═══ Material to process ═══
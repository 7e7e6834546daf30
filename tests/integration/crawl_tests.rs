//! Integration tests for the crawler
//!
//! These tests use wiremock to create mock HTTP servers and run whole site
//! crawls through the manager, over real HTTP.

use std::sync::{Arc, Mutex};
use std::time::Duration;

use sitewise::config::{CrawlerSettings, SiteSpec};
use sitewise::content::{DefaultTextExtractor, FileContentProcessor};
use sitewise::crawler::{CrawlManager, CrawlServices};
use sitewise::state::{SiteType, TaskState};
use sitewise::storage::{RunLedger, RunStatus, SqliteStorage, Storage};
use tempfile::TempDir;
use wiremock::matchers::{method, path};
use wiremock::{Mock, MockServer, ResponseTemplate};

/// Fast settings for tests
fn test_settings(max_depth: u32) -> CrawlerSettings {
    CrawlerSettings {
        max_depth,
        request_timeout_seconds: 5,
        max_retries: 2,
        retry_delay_seconds: 0.0,
        politeness_delay_seconds: 0.0,
        shutdown_timeout_seconds: 2.0,
        ..CrawlerSettings::default()
    }
}

struct TestRun {
    manager: CrawlManager,
    ledger: RunLedger,
    dir: TempDir,
}

fn start_run(settings: CrawlerSettings) -> TestRun {
    let dir = TempDir::new().expect("Failed to create temp dir");
    let storage = SqliteStorage::new(&dir.path().join("crawl.db")).expect("Failed to open ledger");
    let ledger =
        RunLedger::begin(Arc::new(Mutex::new(storage)), "test").expect("Failed to begin run");

    let services = CrawlServices::new(
        Arc::new(FileContentProcessor::default()),
        Arc::new(DefaultTextExtractor),
        dir.path().join("output"),
    )
    .with_ledger(ledger.clone());

    let manager = CrawlManager::new(settings, services);
    TestRun {
        manager,
        ledger,
        dir,
    }
}

fn html(body: &str) -> ResponseTemplate {
    ResponseTemplate::new(200)
        .set_body_string(body.to_string())
        .insert_header("content-type", "text/html; charset=utf-8")
}

async fn mount_page(server: &MockServer, page: &str, response: ResponseTemplate, times: u64) {
    Mock::given(method("GET"))
        .and(path(page))
        .respond_with(response)
        .expect(times)
        .mount(server)
        .await;
}

/// Output directory name for the mock server, `<host>_<port>`
fn host_dir(server: &MockServer) -> String {
    let url = url::Url::parse(&server.uri()).expect("Failed to parse server URI");
    format!(
        "{}_{}",
        url.host_str().expect("Missing host"),
        url.port().expect("Missing port")
    )
}

#[tokio::test]
async fn test_full_crawl_single_site() {
    let server = MockServer::start().await;
    let base = server.uri();

    mount_page(
        &server,
        "/",
        html(&format!(
            r#"<html><head><title>Home</title></head><body>
            <a href="{base}/page1">Page 1</a>
            <a href="/page2/">Page 2</a>
            <a href="https://elsewhere.invalid/">External</a>
            </body></html>"#
        )),
        1,
    )
    .await;
    mount_page(&server, "/page1", html(r#"<a href="/">Home</a><a href="/page2">2</a>"#), 1).await;
    mount_page(&server, "/page2", html(r#"<a href="/page1#top">1</a>"#), 1).await;

    let run = start_run(test_settings(3));
    let site = SiteSpec::new(base.clone()).with_type("generic");

    let results = run.manager.run_all(&[site]).await;

    assert_eq!(results, vec![(base, TaskState::Completed)]);

    let pages = run.ledger.pages().expect("Failed to read pages");
    assert_eq!(pages.len(), 3);
    assert!(pages.iter().all(|p| p.site_type == SiteType::Generic));
    assert!(pages.iter().any(|p| p.title.as_deref() == Some("Home")));

    let saved = std::fs::read_dir(run.dir.path().join("output").join(host_dir(&server)))
        .expect("Host directory missing")
        .count();
    assert_eq!(saved, 3);
}

#[tokio::test]
async fn test_depth_limit() {
    let server = MockServer::start().await;

    mount_page(&server, "/", html(r#"<a href="/a">a</a>"#), 1).await;
    mount_page(&server, "/a", html(r#"<a href="/b">b</a>"#), 1).await;
    mount_page(&server, "/b", html("<p>too deep</p>"), 0).await;

    let run = start_run(test_settings(1));
    let task = run
        .manager
        .run_site(SiteSpec::new(server.uri()).with_type("generic"))
        .expect("Failed to start site");

    assert_eq!(task.wait().await, TaskState::Completed);
}

#[tokio::test]
async fn test_detected_flask_site_probes_static() {
    let server = MockServer::start().await;

    // Once for detection, once for the crawl
    mount_page(
        &server,
        "/",
        html(r#"<link href="/static/style.css"><a href="/login">login</a>"#),
        2,
    )
    .await;
    mount_page(&server, "/login", html("<form></form>"), 1).await;
    mount_page(&server, "/static", html("<p>assets</p>"), 1).await;

    let run = start_run(test_settings(3));
    let task = run
        .manager
        .run_site(SiteSpec::new(server.uri()))
        .expect("Failed to start site");

    assert_eq!(task.wait().await, TaskState::Completed);

    let pages = run.ledger.pages().expect("Failed to read pages");
    assert_eq!(pages.len(), 3);
    assert!(pages.iter().all(|p| p.site_type == SiteType::Flask));
}

#[tokio::test]
async fn test_explicit_type_skips_detection_probe() {
    let server = MockServer::start().await;

    mount_page(&server, "/", html("<p>docs</p>"), 1).await;
    mount_page(&server, "/_downloads", html("<p>files</p>"), 0).await;

    let run = start_run(test_settings(3));
    let task = run
        .manager
        .run_site(SiteSpec::new(server.uri()).with_type("Sphinx"))
        .expect("Failed to start site");

    assert_eq!(task.wait().await, TaskState::Completed);
}

#[tokio::test]
async fn test_sphinx_include_pdf_probes_downloads() {
    let server = MockServer::start().await;

    mount_page(&server, "/", html(r#"<a href="/guide.html">guide</a>"#), 1).await;
    mount_page(&server, "/guide.html", html("<p>guide</p>"), 1).await;
    mount_page(&server, "/_downloads", html("<p>files</p>"), 1).await;

    let run = start_run(test_settings(3));
    let mut site = SiteSpec::new(server.uri()).with_type("sphinx");
    site.include_pdf = true;

    let task = run.manager.run_site(site).expect("Failed to start site");

    assert_eq!(task.wait().await, TaskState::Completed);
}

#[tokio::test]
async fn test_http_error_is_not_retried_and_contained() {
    let server = MockServer::start().await;

    mount_page(&server, "/", ResponseTemplate::new(500), 1).await;

    let run = start_run(test_settings(3));
    let task = run
        .manager
        .run_site(SiteSpec::new(server.uri()).with_type("generic"))
        .expect("Failed to start site");

    assert_eq!(task.wait().await, TaskState::Completed);
    assert!(run.ledger.pages().expect("Failed to read pages").is_empty());
}

#[tokio::test]
async fn test_cross_host_redirect_is_not_followed() {
    let site = MockServer::start().await;
    let elsewhere = MockServer::start().await;
    let elsewhere_port = url::Url::parse(&elsewhere.uri())
        .expect("Failed to parse server URI")
        .port()
        .expect("Missing port");

    // 127.0.0.1 is allowed, localhost is not
    mount_page(
        &site,
        "/",
        ResponseTemplate::new(302).insert_header(
            "location",
            format!("http://localhost:{elsewhere_port}/landing").as_str(),
        ),
        1,
    )
    .await;
    mount_page(&elsewhere, "/landing", html("<p>off-site</p>"), 0).await;

    let run = start_run(test_settings(3));
    let task = run
        .manager
        .run_site(SiteSpec::new(site.uri()).with_type("generic"))
        .expect("Failed to start site");

    assert_eq!(task.wait().await, TaskState::Completed);
    assert!(run.ledger.pages().expect("Failed to read pages").is_empty());
    assert!(!run.dir.path().join("output").exists());
}

#[tokio::test]
async fn test_failed_detection_does_not_affect_other_sites() {
    let broken = MockServer::start().await;
    let healthy = MockServer::start().await;

    mount_page(&broken, "/", ResponseTemplate::new(503), 1).await;
    mount_page(&healthy, "/", html("<p>ok</p>"), 1).await;

    let run = start_run(test_settings(3));
    let results = run
        .manager
        .run_all(&[
            SiteSpec::new(broken.uri()),
            SiteSpec::new(healthy.uri()).with_type("wordpress"),
        ])
        .await;

    assert_eq!(
        results,
        vec![
            (broken.uri(), TaskState::Failed),
            (healthy.uri(), TaskState::Completed),
        ]
    );
}

#[tokio::test]
async fn test_shutdown_cancels_in_flight_crawl() {
    let server = MockServer::start().await;

    mount_page(
        &server,
        "/",
        html("<p>slow</p>").set_delay(Duration::from_secs(10)),
        1,
    )
    .await;

    let run = start_run(test_settings(3));
    let task = run
        .manager
        .run_site(SiteSpec::new(server.uri()).with_type("generic"))
        .expect("Failed to start site");

    tokio::time::sleep(Duration::from_millis(200)).await;
    let started = std::time::Instant::now();
    run.manager.shutdown().await;

    assert!(started.elapsed() < Duration::from_secs(2));
    assert_eq!(task.wait().await, TaskState::Cancelled);
    assert!(run.manager.is_shutting_down());

    // Nothing new starts once shutdown has begun
    assert!(run
        .manager
        .run_site(SiteSpec::new(server.uri()).with_type("generic"))
        .is_err());

    run.ledger
        .finish(RunStatus::Interrupted)
        .expect("Failed to finish run");
    let storage = SqliteStorage::new(&run.dir.path().join("crawl.db")).expect("Failed to reopen");
    let latest = storage
        .get_latest_run()
        .expect("Failed to query runs")
        .expect("Run missing");
    assert_eq!(latest.status, RunStatus::Interrupted);
}
use url::Url;

/// Extracts the domain from a URL
///
/// Returns the lowercase host portion of the URL, without the port. If the URL has no
/// host (which shouldn't happen for valid HTTP(S) URLs), it returns None.
///
/// # Examples
///
/// ```
/// use url::Url;
/// use sitewise::url::extract_domain;
///
/// let url = Url::parse("https://EXAMPLE.COM/path").unwrap();
/// assert_eq!(extract_domain(&url), Some("example.com".to_string()));
/// ```
pub fn extract_domain(url: &Url) -> Option<String> {
    url.host_str().map(|h| h.to_lowercase())
}

/// Returns the registered domain of a URL: its last two host labels
///
/// This is a simple approximation that ignores public suffixes like `co.uk`; it
/// is used for grouping and log output, never for access decisions.
pub fn registered_domain(url: &Url) -> Option<String> {
    let host = extract_domain(url)?;
    let labels: Vec<&str> = host.split('.').collect();
    if labels.len() >= 2 {
        Some(labels[labels.len() - 2..].join("."))
    } else {
        Some(host)
    }
}

#[cfg(test)]
mod tests {
    use super::*;

    #[test]
    fn test_extract_simple_domain() {
        let url = Url::parse("https://example.com/").unwrap();
        assert_eq!(extract_domain(&url), Some("example.com".to_string()));
    }

    #[test]
    fn test_extract_with_port() {
        let url = Url::parse("https://example.com:8080/").unwrap();
        assert_eq!(extract_domain(&url), Some("example.com".to_string()));
    }

    #[test]
    fn test_extract_mixed_case() {
        let url = Url::parse("https://Example.COM/").unwrap();
        assert_eq!(extract_domain(&url), Some("example.com".to_string()));
    }

    #[test]
    fn test_registered_domain() {
        let url = Url::parse("https://api.v2.example.com/endpoint").unwrap();
        assert_eq!(registered_domain(&url), Some("example.com".to_string()));

        let url = Url::parse("http://localhost:3000/").unwrap();
        assert_eq!(registered_domain(&url), Some("localhost".to_string()));
    }
}
//! Content processing collaborators
//!
//! The crawl engine hands every fetched page to a [`ContentProcessor`], which
//! persists it and reports where, and asks it for the page's outbound links.
//! The PDF variant additionally uses a [`TextExtractor`].
//!
//! # Components
//!
//! - `FileContentProcessor`: Saves HTML and PDF bodies under the output directory
//! - `DefaultTextExtractor`: PDF (via `pdf-extract`) and HTML text extraction
//! - `html`: Link, title and visible-text extraction with `scraper`

mod extract;
mod files;
mod html;

pub use extract::{truncate_preview, DefaultTextExtractor, DocumentFormat, TextExtractor, PREVIEW_CHARS};
pub use files::{safe_filename, FileContentProcessor};
pub use html::{extract_links, extract_title, parse_html, visible_text, ParsedPage};

use async_trait::async_trait;
use std::collections::BTreeMap;
use std::path::{Path, PathBuf};
use thiserror::Error;
use url::Url;

use crate::crawler::FetchResult;

/// Content-specific errors
#[derive(Debug, Error)]
pub enum ContentError {
    #[error("IO error: {0}")]
    Io(#[from] std::io::Error),
}

/// What the processor did with one page
#[derive(Debug, Clone, PartialEq)]
pub struct ProcessedContent {
    pub url: String,
    pub status_code: u16,
    pub content_type: String,
    /// Where the body was written, if it was
    pub saved_path: Option<PathBuf>,
    /// Extracted metadata such as `title`
    pub metadata: BTreeMap<String, String>,
}

impl ProcessedContent {
    /// An outcome for `result` with nothing saved yet
    pub fn unsaved(result: &FetchResult) -> Self {
        Self {
            url: result.url.to_string(),
            status_code: result.status_code,
            content_type: result.content_type.clone(),
            saved_path: None,
            metadata: BTreeMap::new(),
        }
    }

    pub fn title(&self) -> Option<&str> {
        self.metadata.get("title").map(String::as_str)
    }
}

/// Persists fetched content and extracts links from HTML
#[async_trait]
pub trait ContentProcessor: Send + Sync {
    /// Stores `result` under `destination` and reports the outcome
    async fn process_content(
        &self,
        result: &FetchResult,
        destination: &Path,
    ) -> Result<ProcessedContent, ContentError>;

    /// Returns the absolute HTTP(S) links of an HTML page
    fn extract_links(&self, html: &str, base_url: &Url) -> Result<Vec<Url>, ContentError>;
}
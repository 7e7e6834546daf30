use crate::config::types::{Config, CrawlerSettings, SiteSpec, StorageConfig, MAX_DELAY_SECONDS};
use crate::url::normalize_url;
use crate::ConfigError;

/// Validates the entire configuration
pub fn validate(config: &Config) -> Result<(), ConfigError> {
    validate_crawler_settings(&config.crawler)?;
    validate_storage_config(&config.storage)?;
    validate_sites(&config.sites)?;
    Ok(())
}

/// Validates crawler settings
fn validate_crawler_settings(settings: &CrawlerSettings) -> Result<(), ConfigError> {
    // max_depth >= 0 is always true for u32, so no check needed

    if settings.max_retries < 1 {
        return Err(ConfigError::Validation(format!(
            "max_retries must be >= 1, got {}",
            settings.max_retries
        )));
    }

    if settings.request_timeout_seconds < 1 {
        return Err(ConfigError::Validation(format!(
            "request_timeout_seconds must be >= 1, got {}",
            settings.request_timeout_seconds
        )));
    }

    validate_delay("retry_delay_seconds", settings.retry_delay_seconds)?;
    validate_delay("politeness_delay_seconds", settings.politeness_delay_seconds)?;
    validate_delay("shutdown_timeout_seconds", settings.shutdown_timeout_seconds)?;

    if settings.user_agent.trim().is_empty() {
        return Err(ConfigError::Validation(
            "user_agent cannot be empty".to_string(),
        ));
    }

    Ok(())
}

/// Delays must be finite and within `0..=MAX_DELAY_SECONDS`
fn validate_delay(name: &str, value: f64) -> Result<(), ConfigError> {
    if !value.is_finite() || value < 0.0 {
        return Err(ConfigError::Validation(format!(
            "{} must be a non-negative number, got {}",
            name, value
        )));
    }

    if value > MAX_DELAY_SECONDS {
        return Err(ConfigError::Validation(format!(
            "{} must be at most {} seconds, got {}",
            name, MAX_DELAY_SECONDS, value
        )));
    }

    Ok(())
}

/// Validates storage configuration
fn validate_storage_config(config: &StorageConfig) -> Result<(), ConfigError> {
    if config.output_dir.is_empty() {
        return Err(ConfigError::Validation(
            "output_dir cannot be empty".to_string(),
        ));
    }

    if config.database_path.is_empty() {
        return Err(ConfigError::Validation(
            "database_path cannot be empty".to_string(),
        ));
    }

    Ok(())
}

/// Validates site entries
fn validate_sites(sites: &[SiteSpec]) -> Result<(), ConfigError> {
    if sites.is_empty() {
        return Err(ConfigError::Validation(
            "At least one [[site]] must be configured".to_string(),
        ));
    }

    for site in sites {
        normalize_url(&site.url).map_err(|e| {
            ConfigError::InvalidUrl(format!("Invalid site URL '{}': {}", site.url, e))
        })?;

        if let Some(domains) = &site.allowed_domains {
            for domain in domains {
                validate_domain_pattern(domain)?;
            }
        }
    }

    Ok(())
}

/// Validates a domain pattern
///
/// Valid patterns:
/// - "example.com" (the domain and its subdomains)
/// - "*.example.com" (same meaning)
///
/// Invalid patterns:
/// - "" (empty)
/// - "*example.com" (wildcard not followed by a dot)
/// - "example.com/path" (contains path or other URL parts)
fn validate_domain_pattern(pattern: &str) -> Result<(), ConfigError> {
    let base = pattern.strip_prefix("*.").unwrap_or(pattern);

    if base.trim().is_empty() {
        return Err(ConfigError::InvalidPattern(format!(
            "Domain pattern cannot be empty: '{}'",
            pattern
        )));
    }

    if base.contains(['*', '/', ':', '?', '#', ' ']) {
        return Err(ConfigError::InvalidPattern(format!(
            "Domain pattern must be a bare host: '{}'",
            pattern
        )));
    }

    Ok(())
}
═══
Exercise goal: Where a line of the entries contains the word "StorageConfig", copy that line.

Exercise response:
use crate::config::types::{Config, CrawlerSettings, SiteSpec, StorageConfig, MAX_DELAY_SECONDS};
fn validate_storage_config(config: &StorageConfig) -> Result<(), ConfigError> {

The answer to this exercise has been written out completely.